> _Problem_:
For each line of the data below, copy it if it holds the word "ResultCode".

> _Data extract_:
//! Record mutations shared by every store backend. Each function validates
//! and applies one change to an in-memory record; the backend is responsible
//! for doing the load, the call and the save inside one transaction.

use stratus_core::{ResultCode, TransferRecord, TransferStatus, TusSession};

use crate::{Requeue, StorageError};

fn touch(record: &mut TransferRecord) {
    record.updated_at = chrono::Utc::now().timestamp();
}

fn invalid(record: &TransferRecord, to: TransferStatus) -> StorageError {
    StorageError::InvalidTransition {
        id: record.id.clone(),
        from: record.status,
        to,
    }
}

fn session_mut<'a>(
    record: &'a mut TransferRecord,
    upload_url: &str,
) -> Result<&'a mut TusSession, StorageError> {
    let id = record.id.clone();
    match record.session.as_mut() {
        Some(s) if s.upload_url == upload_url => Ok(s),
        _ => Err(StorageError::SessionMismatch {
            id,
            upload_url: upload_url.to_string(),
        }),
    }
}

pub(crate) fn claim(record: &mut TransferRecord) -> Result<(), StorageError> {
    if record.status != TransferStatus::Enqueued {
        return Err(invalid(record, TransferStatus::InProgress));
    }
    record.status = TransferStatus::InProgress;
    touch(record);
    Ok(())
}

pub(crate) fn requeue(record: &mut TransferRecord, reason: Requeue) -> Result<(), StorageError> {
    match reason {
        Requeue::Retry(code) => {
            if record.status != TransferStatus::InProgress {
                return Err(invalid(record, TransferStatus::Enqueued));
            }
            record.attempts = record.attempts.saturating_add(1);
            record.result_code = Some(code);
        }
        Requeue::Cancelled => {
            if record.status.is_terminal() {
                return Err(invalid(record, TransferStatus::Enqueued));
            }
            record.result_code = Some(ResultCode::Cancelled);
        }
        Requeue::Manual => {
            if record.status != TransferStatus::Failed {
                return Err(invalid(record, TransferStatus::Enqueued));
            }
            record.attempts = 0;
            record.result_code = None;
        }
    }
    record.status = TransferStatus::Enqueued;
    touch(record);
    Ok(())
}

pub(crate) fn begin_session(
    record: &mut TransferRecord,
    session: &TusSession,
) -> Result<(), StorageError> {
    if record.status.is_terminal() {
        return Err(invalid(record, record.status));
    }
    if let Some(existing) = &record.session {
        if existing.upload_url != session.upload_url {
            return Err(StorageError::SessionMismatch {
                id: record.id.clone(),
                upload_url: session.upload_url.clone(),
            });
        }
    }
    if session.offset > session.length {
        return Err(StorageError::OffsetOutOfRange {
            id: record.id.clone(),
            offset: session.offset,
            length: session.length,
        });
    }
    record.session = Some(session.clone());
    touch(record);
    Ok(())
}

pub(crate) fn update_offset(
    record: &mut TransferRecord,
    upload_url: &str,
    offset: u64,
) -> Result<(), StorageError> {
    let id = record.id.clone();
    let session = session_mut(record, upload_url)?;
    if offset < session.offset {
        return Err(StorageError::OffsetRegression {
            id,
            previous: session.offset,
            reported: offset,
        });
    }
    if offset > session.length {
        return Err(StorageError::OffsetOutOfRange {
            id,
            offset,
            length: session.length,
        });
    }
    session.offset = offset;
    touch(record);
    Ok(())
}

pub(crate) fn rewind_offset(
    record: &mut TransferRecord,
    upload_url: &str,
    offset: u64,
) -> Result<(), StorageError> {
    let id = record.id.clone();
    let session = session_mut(record, upload_url)?;
    if offset > session.offset {
        return Err(StorageError::OffsetOutOfRange {
            id,
            offset,
            length: session.offset,
        });
    }
    tracing::warn!(transfer = %id, from = session.offset, to = offset, "rewinding session offset");
    session.offset = offset;
    touch(record);
    Ok(())
}

pub(crate) fn set_session_expiry(
    record: &mut TransferRecord,
    upload_url: &str,
    expires: &str,
) -> Result<(), StorageError> {
    session_mut(record, upload_url)?.expires = Some(expires.to_string());
    touch(record);
    Ok(())
}

pub(crate) fn clear_session(record: &mut TransferRecord) {
    if record.session.take().is_some() {
        touch(record);
    }
}

pub(crate) fn finish(
    record: &mut TransferRecord,
    status: TransferStatus,
    code: ResultCode,
) -> Result<(), StorageError> {
    if !status.is_terminal() || record.status.is_terminal() {
        return Err(invalid(record, status));
    }
    record.status = status;
    record.result_code = Some(code);
    record.session = None;
    touch(record);
    Ok(())
}

/// Returns true when the record was IN_PROGRESS and has been reset.
pub(crate) fn reset_interrupted(record: &mut TransferRecord) -> bool {
    if record.status != TransferStatus::InProgress {
        return false;
    }
    record.status = TransferStatus::Enqueued;
    touch(record);
    true
}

> _Task solution_:
use stratus_core::{ResultCode, TransferRecord, TransferStatus, TusSession};
            record.result_code = Some(ResultCode::Cancelled);
    code: ResultCode,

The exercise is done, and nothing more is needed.